REQUIRED ACTION: Gather, from the data below, each line in which the word "JsonRpcResponse" occurs.

INFORMATION SHOWN:
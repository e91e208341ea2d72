//! Per-session mutable state: request counters and the topic cache slot.

use chrono::{DateTime, Utc};

use crate::cache::TopicCache;

/// Active state of one client session. Created zero-valued and dropped with
/// the session; only the owning agent mutates it.
#[derive(Debug, Clone, Default)]
pub struct SessionState {
    request_count: u64,
    last_request_time: Option<DateTime<Utc>>,
    cache: TopicCache,
}

impl SessionState {
    pub fn new() -> Self {
        Self::default()
    }

    /// Record one upstream attempt. Runs before the network call, so failed
    /// calls are counted too. Returns the new count.
    pub fn record_request(&mut self, now: DateTime<Utc>) -> u64 {
        self.request_count += 1;
        self.last_request_time = Some(now);
        self.request_count
    }

    pub fn request_count(&self) -> u64 {
        self.request_count
    }

    pub fn last_request_time(&self) -> Option<DateTime<Utc>> {
        self.last_request_time
    }

    pub fn cache(&self) -> &TopicCache {
        &self.cache
    }

    pub(crate) fn cache_mut(&mut self) -> &mut TopicCache {
        &mut self.cache
    }
}
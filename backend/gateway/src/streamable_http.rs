//! Streamable HTTP transport: one JSON-RPC message per `POST /mcp`.
//!
//! Sessions are created by `initialize` and named by the `Mcp-Session-Id`
//! header on every later request.

use axum::{
    Json,
    extract::State,
    http::{HeaderMap, StatusCode},
    response::{IntoResponse, Response},
};
use serde_json::Value;
use tracing::{debug, warn};

use crate::mcp::handle_request;
use crate::rpc_protocol::{JsonRpcError, JsonRpcResponse, parse_request};
use crate::server::GatewayState;

pub const SESSION_HEADER: &str = "mcp-session-id";

fn session_id(headers: &HeaderMap) -> Option<String> {
    headers
        .get(SESSION_HEADER)
        .and_then(|v| v.to_str().ok())
        .map(str::trim)
        .filter(|v| !v.is_empty())
        .map(str::to_string)
}

fn rpc_error(status: StatusCode, id: Option<Value>, error: JsonRpcError) -> Response {
    let body = JsonRpcResponse::error(id.unwrap_or(Value::Null), error);
    (status, Json(body)).into_response()
}

/// Handler for `POST /mcp`
pub async fn post_mcp(State(state): State<GatewayState>, headers: HeaderMap, body: String) -> Response {
    let request = match parse_request(&body) {
        Ok(request) => request,
        Err(error) => {
            warn!(code = error.code, "Rejected malformed JSON-RPC body");
            return rpc_error(StatusCode::BAD_REQUEST, None, error);
        }
    };

    let (session_id, agent) = match session_id(&headers) {
        Some(id) => match state.sessions.get(&id).await {
            Some(agent) => (id, agent),
            None => {
                debug!(session_id = %id, "Unknown session");
                return rpc_error(
                    StatusCode::NOT_FOUND,
                    request.id,
                    JsonRpcError::session_not_found(&id),
                );
            }
        },
        None if request.method == "initialize" => state.sessions.open("http").await,
        None => {
            return rpc_error(
                StatusCode::BAD_REQUEST,
                request.id,
                JsonRpcError::invalid_request("Missing Mcp-Session-Id header"),
            );
        }
    };

    match handle_request(&agent, request).await {
        Some(response) => (StatusCode::OK, [(SESSION_HEADER, session_id)], Json(response)).into_response(),
        None => (StatusCode::ACCEPTED, [(SESSION_HEADER, session_id)]).into_response(),
    }
}

/// Handler for `DELETE /mcp`
pub async fn delete_mcp(State(state): State<GatewayState>, headers: HeaderMap) -> StatusCode {
    match session_id(&headers) {
        Some(id) if state.sessions.close(&id).await => StatusCode::NO_CONTENT,
        Some(_) => StatusCode::NOT_FOUND,
        None => StatusCode::BAD_REQUEST,
    }
}

#[cfg(test)]
mod tests {
    use super::*;
    use crate::server::build_router;
    use crate::session_registry::SessionRegistry;
    use crate::test_support::{ManualClock, StaticTransport, settings};
    use axum::body::{Body, to_bytes};
    use axum::http::Request;
    use serde_json::json;
    use tower::ServiceExt;

    fn state() -> GatewayState {
        let transport = StaticTransport::json(json!({"latest_posts": []}));
        GatewayState::new(SessionRegistry::new(settings(), transport))
    }

    fn post(body: Value, session: Option<&str>) -> Request<Body> {
        let mut builder = Request::post("/mcp").header("content-type", "application/json");
        if let Some(id) = session {
            builder = builder.header(SESSION_HEADER, id);
        }
        builder.body(Body::from(body.to_string())).unwrap()
    }

    async fn json_body(response: Response) -> Value {
        let bytes = to_bytes(response.into_body(), usize::MAX).await.unwrap();
        serde_json::from_slice(&bytes).unwrap()
    }

    #[tokio::test]
    async fn initialize_creates_session_and_calls_reuse_it() {
        let state = state();
        let app = build_router(state.clone());

        let init = json!({"jsonrpc": "2.0", "id": 1, "method": "initialize", "params": {}});
        let response = app.clone().oneshot(post(init, None)).await.unwrap();
        assert_eq!(response.status(), StatusCode::OK);
        let id = response.headers()[SESSION_HEADER].to_str().unwrap().to_string();
        assert_eq!(state.sessions.len().await, 1);

        let call = json!({"jsonrpc": "2.0", "id": 2, "method": "tools/call",
                          "params": {"name": "get_recent_posts", "arguments": {"limit": 3}}});
        let response = app.clone().oneshot(post(call, Some(&id))).await.unwrap();
        assert_eq!(response.status(), StatusCode::OK);
        let body = json_body(response).await;
        assert_eq!(body["id"], 2);
        assert!(body["result"]["content"][0]["text"].as_str().unwrap().contains("\"count\": 0"));

        assert_eq!(state.sessions.snapshot(&id).await.unwrap().request_count, 1);
    }

    #[tokio::test]
    async fn unknown_or_missing_session_is_rejected() {
        let app = build_router(state());
        let ping = json!({"jsonrpc": "2.0", "id": 1, "method": "ping"});

        let response = app.clone().oneshot(post(ping.clone(), Some("nope"))).await.unwrap();
        assert_eq!(response.status(), StatusCode::NOT_FOUND);
        assert_eq!(json_body(response).await["error"]["code"], JsonRpcError::SESSION_NOT_FOUND);

        let response = app.oneshot(post(ping, None)).await.unwrap();
        assert_eq!(response.status(), StatusCode::BAD_REQUEST);
    }

    #[tokio::test]
    async fn notification_is_accepted_and_delete_ends_session() {
        let state = state();
        let app = build_router(state.clone());
        let (id, _) = state.sessions.open("http").await;

        let note = json!({"jsonrpc": "2.0", "method": "notifications/initialized"});
        let response = app.clone().oneshot(post(note, Some(&id))).await.unwrap();
        assert_eq!(response.status(), StatusCode::ACCEPTED);

        let delete = Request::delete("/mcp")
            .header(SESSION_HEADER, id.as_str())
            .body(Body::empty())
            .unwrap();
        let response = app.clone().oneshot(delete).await.unwrap();
        assert_eq!(response.status(), StatusCode::NO_CONTENT);
        assert!(state.sessions.is_empty().await);
    }

    #[tokio::test]
    async fn idle_session_is_gone_after_eviction() {
        let clock = ManualClock::new();
        let registry = SessionRegistry::new(settings(), StaticTransport::empty())
            .with_clock(clock.clock())
            .with_idle_timeout(std::time::Duration::from_secs(60));
        let state = GatewayState::new(registry);
        let app = build_router(state.clone());

        let init = json!({"jsonrpc": "2.0", "id": 1, "method": "initialize", "params": {}});
        let response = app.clone().oneshot(post(init, None)).await.unwrap();
        let id = response.headers()[SESSION_HEADER].to_str().unwrap().to_string();

        clock.advance(chrono::Duration::minutes(2));
        assert_eq!(state.sessions.evict_idle().await, vec![id.clone()]);

        let ping = json!({"jsonrpc": "2.0", "id": 2, "method": "ping"});
        let response = app.oneshot(post(ping, Some(&id))).await.unwrap();
        assert_eq!(response.status(), StatusCode::NOT_FOUND);
    }

    #[tokio::test]
    async fn malformed_body_is_parse_error() {
        let app = build_router(state());
        let request = Request::post("/mcp").body(Body::from("{oops")).unwrap();
        let response = app.oneshot(request).await.unwrap();
        assert_eq!(response.status(), StatusCode::BAD_REQUEST);
        assert_eq!(json_body(response).await["error"]["code"], JsonRpcError::PARSE_ERROR);
    }
}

REPLY:
use crate::rpc_protocol::{JsonRpcError, JsonRpcResponse, parse_request};
    let body = JsonRpcResponse::error(id.unwrap_or(Value::Null), error);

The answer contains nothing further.